Altrettanto si dà il caso opposto: il giovane libertino dai jeans a strappi e il dorso tatuato è il primo a sentire compassione dell'anziano rimasto in piedi sull'autobus e si alza per cedergli il posto. Nel primo e nel secondo atteggiamento, sono gli stessi giovani. Dalla pala in mano per spalare, al piede sull'acceleratore per correre oltre la velocità permessa, può non passare alcun cambio d'identità. Sono gli stessi giovani.

I nostri giovani sono ammirevoli. Sono animati da una immediatezza che a noi, giovani di una volta che non è più, non avevamo e tuttora non abbiamo.

Noi eravamo o facevamo più i maturi e questa maturità ci teneva guardinghi, ma anche un po' impersonali. Ai miei tempi, nel seminario diocesano che ho frequentato, noi seminaristi di 15 – 20 anni ci chiamavamo con il cognome. Si poteva perfino ignorare il nome proprio del compagno, perché sia in classe sia nel gioco era norma chiamarci con il cognome. A dir il vero, i giovani di oggi sono più spontanei e questo è una bella qualità. Sono meno politicizzati. Dalla prima liceo, quindi da 16 anni, noi seminaristi in pubblico indossavamo la veste talare e nella mia Emilia rossa io fui spesso fatto oggetto di risate e a volte anche di scherno, che io sopportavo anche volentieri perché mi faceva sentire, già in germe, un piccolo martire. Noi ragazzi che andavamo in chiesa dovevamo tifare per Bartali, mentre i comunisti tifavano per Coppi.

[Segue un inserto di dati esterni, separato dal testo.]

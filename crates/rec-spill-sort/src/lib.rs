//! Record sorting with bounded memory.
//!
//! Inputs that fit the caller's memory budget are sorted in one pass with
//! [`sort_in_memory`]; larger inputs go through [`SortJob`], which spills
//! sorted runs to temporary storage and merges them back in key order.
//! [`select_engine`] routes between the two from a byte estimate of the
//! input. [`chunk_records_by_group`] splits record sets into bounded chunks
//! without separating records that share a key.

pub mod chunk;
pub mod error;
pub mod sort;

pub use crate::chunk::{chunk_records, chunk_records_by_group};
pub use crate::error::{Result, SortError};
pub use crate::sort::{
    natural_order, select_engine, sort_in_memory, EngineKind, RecordCodec, RecordSource,
    SortConfig, SortJob, SortReport, DEFAULT_IN_MEMORY_THRESHOLD_BYTES, DEFAULT_RUN_SIZE,
};
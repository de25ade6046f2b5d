use super::run_reader::RunReader;
use super::run_writer::RunWriter;
use super::traits::RecordCodec;
use crate::{Result, SortError};
use std::fs;
use std::io::{BufReader, BufWriter};
use std::path::{Path, PathBuf};

/// One sorted run spilled to temporary storage.
#[derive(Clone, Debug)]
pub struct Run {
    pub path: PathBuf,
    pub run_id: u64,
}

pub fn run_path(temp_dir: &Path, run_id: u64) -> PathBuf {
    temp_dir.join(format!("run_{run_id:012}.spill"))
}

pub fn create_sort_temp_dir(tmp_root: Option<&Path>) -> Result<tempfile::TempDir> {
    match tmp_root {
        Some(root) => tempfile::Builder::new()
            .prefix("rec-sort-")
            .tempdir_in(root)
            .map_err(|error| {
                SortError::message(format!(
                    "Failed to create sort temp directory under {}: {}",
                    root.display(),
                    error
                ))
            }),
        None => tempfile::Builder::new()
            .prefix("rec-sort-")
            .tempdir()
            .map_err(|error| {
                SortError::message(format!("Failed to create sort temp directory: {error}"))
            }),
    }
}

/// Read handle over one run. `close` drops the underlying file and is safe to
/// call more than once; a closed cursor reads as exhausted.
pub struct RunCursor {
    run: Run,
    reader: Option<RunReader<BufReader<fs::File>>>,
}

impl RunCursor {
    pub fn open(run: &Run) -> Result<Self> {
        let run_file = fs::File::open(run.path.as_path()).map_err(|error| {
            SortError::message(format!(
                "Failed to open spill run {}: {}",
                run.path.display(),
                error
            ))
        })?;
        Ok(Self {
            run: run.clone(),
            reader: Some(RunReader::new(BufReader::new(run_file))),
        })
    }

    pub fn next_record<C>(&mut self, codec: &C) -> Result<Option<C::Record>>
    where
        C: RecordCodec,
    {
        let Some(reader) = self.reader.as_mut() else {
            return Ok(None);
        };
        reader.read_next(codec).map_err(|error| {
            SortError::message(format!(
                "Failed to read spill run {}: {}",
                self.run.path.display(),
                error
            ))
        })
    }

    pub fn close(&mut self) -> Result<()> {
        self.reader = None;
        Ok(())
    }
}

pub fn remove_run_file(path: &Path) -> Result<()> {
    fs::remove_file(path).map_err(|error| {
        SortError::message(format!(
            "Failed to remove spill run {}: {}",
            path.display(),
            error
        ))
    })
}

pub fn create_run_writer(
    path: &Path,
    create_error_message: &str,
) -> Result<RunWriter<BufWriter<fs::File>>> {
    let run_file = fs::File::create(path).map_err(|error| {
        SortError::message(format!(
            "{create_error_message} {}: {}",
            path.display(),
            error
        ))
    })?;
    Ok(RunWriter::new(BufWriter::new(run_file)))
}

pub fn finish_run_writer(
    writer: RunWriter<BufWriter<fs::File>>,
    path: &Path,
    finalize_error_message: &str,
) -> Result<()> {
    writer.finish().map_err(|error| {
        SortError::message(format!(
            "{finalize_error_message} {}: {}",
            path.display(),
            error
        ))
    })?;
    Ok(())
}

#[cfg(test)]
mod tests {
    use super::*;

    #[test]
    fn run_path_zero_pads_run_ids() {
        let path = run_path(Path::new("/tmp/sort"), 7);
        assert_eq!(path, Path::new("/tmp/sort/run_000000000007.spill"));
    }

    #[test]
    fn remove_run_file_error_includes_cleanup_path_context() {
        let temp_dir =
            tempfile::TempDir::new().expect("temporary directory for cleanup test should exist");
        let missing_path = temp_dir.path().join("missing.spill");
        let error = remove_run_file(missing_path.as_path())
            .expect_err("removing a missing spill path should fail");
        let message = error.to_string();
        assert!(
            message.contains("Failed to remove spill run"),
            "cleanup error should include contextual prefix: {message}"
        );
        assert!(
            message.contains(missing_path.to_string_lossy().as_ref()),
            "cleanup error should include failing path: {message}"
        );
    }

    #[test]
    fn create_sort_temp_dir_honors_requested_parent() {
        let parent = tempfile::TempDir::new().expect("parent directory should exist");
        let temp_dir = create_sort_temp_dir(Some(parent.path()))
            .expect("temp directory should be created under parent");
        assert!(temp_dir.path().starts_with(parent.path()));
        let name = temp_dir
            .path()
            .file_name()
            .expect("temp directory should have a name")
            .to_string_lossy()
            .into_owned();
        assert!(name.starts_with("rec-sort-"), "unexpected name: {name}");
    }

    #[test]
    fn create_sort_temp_dir_rejects_unusable_parent() {
        let parent = tempfile::TempDir::new().expect("parent directory should exist");
        let missing_parent = parent.path().join("does-not-exist");
        let error = create_sort_temp_dir(Some(missing_parent.as_path()))
            .expect_err("missing parent should fail");
        assert!(error.to_string().contains("Failed to create sort temp directory"));
    }

    #[test]
    fn closed_cursor_reads_as_exhausted() {
        struct NoopCodec;

        impl RecordCodec for NoopCodec {
            type Record = Vec<u8>;

            fn encode(&self, record: &Vec<u8>, payload: &mut Vec<u8>) -> Result<()> {
                payload.extend_from_slice(record);
                Ok(())
            }

            fn decode(&self, payload: &[u8]) -> Result<Vec<u8>> {
                Ok(payload.to_vec())
            }
        }

        let temp_dir = tempfile::TempDir::new().expect("temp directory should exist");
        let path = run_path(temp_dir.path(), 0);
        let mut writer =
            create_run_writer(path.as_path(), "Failed to create spill run").expect("run should be creatable");
        writer
            .write_record(&NoopCodec, &b"record".to_vec())
            .expect("record should spill");
        finish_run_writer(writer, path.as_path(), "Failed to finalize spill run")
            .expect("run should finalize");

        let run = Run { path, run_id: 0 };
        let mut cursor = RunCursor::open(&run).expect("cursor should open");
        cursor.close().expect("first close should succeed");
        cursor.close().expect("second close should also succeed");
        assert!(cursor
            .next_record(&NoopCodec)
            .expect("closed cursor should read cleanly")
            .is_none());
    }
}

Nella chiesa di San Babila, che sorge nell'omonima piazza in centro di Milano, settimanalmente dedico 10 e più ore al servizio del sacramento del perdono e del dialogo spirituale. Dal posto, che mi è riservato in un altare laterale, posso avere la visione di quanto accade nelle navate della chiesa. Ad intermittenza entrano giovani, molti in coppia, fidanzati o semplicemente amici. La Piazza San Babila è sempre un andirivieni di impiegati, universitari e turisti e la chiesa in mattoni che sorge, pudica, in un angolo risveglia in molti il desiderio di entrare. Una boccata d'aria inalata con calma dà sollievo. I giovani sono i più numerosi. Passeggiano le navate della chiesa soffermandosi a leggere le scritte appese alle bacheche. Non pochi si inginocchiano e pregano. Alcuni notano il vecchio sacerdote seduto appartato e si accostano: per il sacramento del perdono, per un saluto, per una conversazione. Sono cattolici, ma anche ortodossi, musulmani, di altra o di nessuna appartenenza religiosa.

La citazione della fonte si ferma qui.